CBT is an evidence-based, active psychological therapy in which client and therapist team up to help the client move from problem to goal. A CBT therapist would usually help you focus upon:
- Patterns of behaviour – for example avoidance, checking, social isolation
- Thoughts, attitudes, assumptions and beliefs – e.g. the way you see yourself, the world around you or other people
- Mental activities such as dwelling and ruminating, where you tend to focus your attention, planning and preparing.
In addition, if appropriate, they might also help you consider matters related to taking care of yourself, your important relationships, hobbies and interest, your environment and other aspects of you life that reflect your values.
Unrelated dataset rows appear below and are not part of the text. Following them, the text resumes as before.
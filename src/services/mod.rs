//! Service layer module
//!
//! Contains prompt building, completion parsing, the fallback quiz, usage counters and the generator

pub mod fallback;
pub mod generator;
pub mod parser;
pub mod prompt;
pub mod usage;

pub use fallback::{fallback_quiz, FALLBACK_QUESTION_COUNT};
pub use generator::{validate_quiz_request, QuizGenerator};
pub use parser::parse_quiz;
pub use prompt::build_prompt;
pub use usage::{FallbackBreakdown, UsageCounters, UsageSnapshot};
Therapy usually starts with an assessment session, leading to a working theory about how your problem is maintained, and a plan on how you could begin to overcome it. Therapy sessions focus on understanding how to break out of the vicious cycles that are maintaining your problem. Usually there is a strong focus upon ‘homework’ tasks to carry out between sessions. These might include reading some relevant material, deliberately changing patterns of behaviour, written exercises, imagery techniques, attention training exercises, and will be tailored to your problems and goals. For a broad introduction to some of the wide range of techniques and principles used in CBT, I recommend a book that I co-authored called ‘Cognitive Behavioural Therapy for Dummies’, published by John Wiley & Sons.
How long does the session last?
Sessions last for 50 minutes.
Normally they start on the hour and finish at ten minutes to the hour.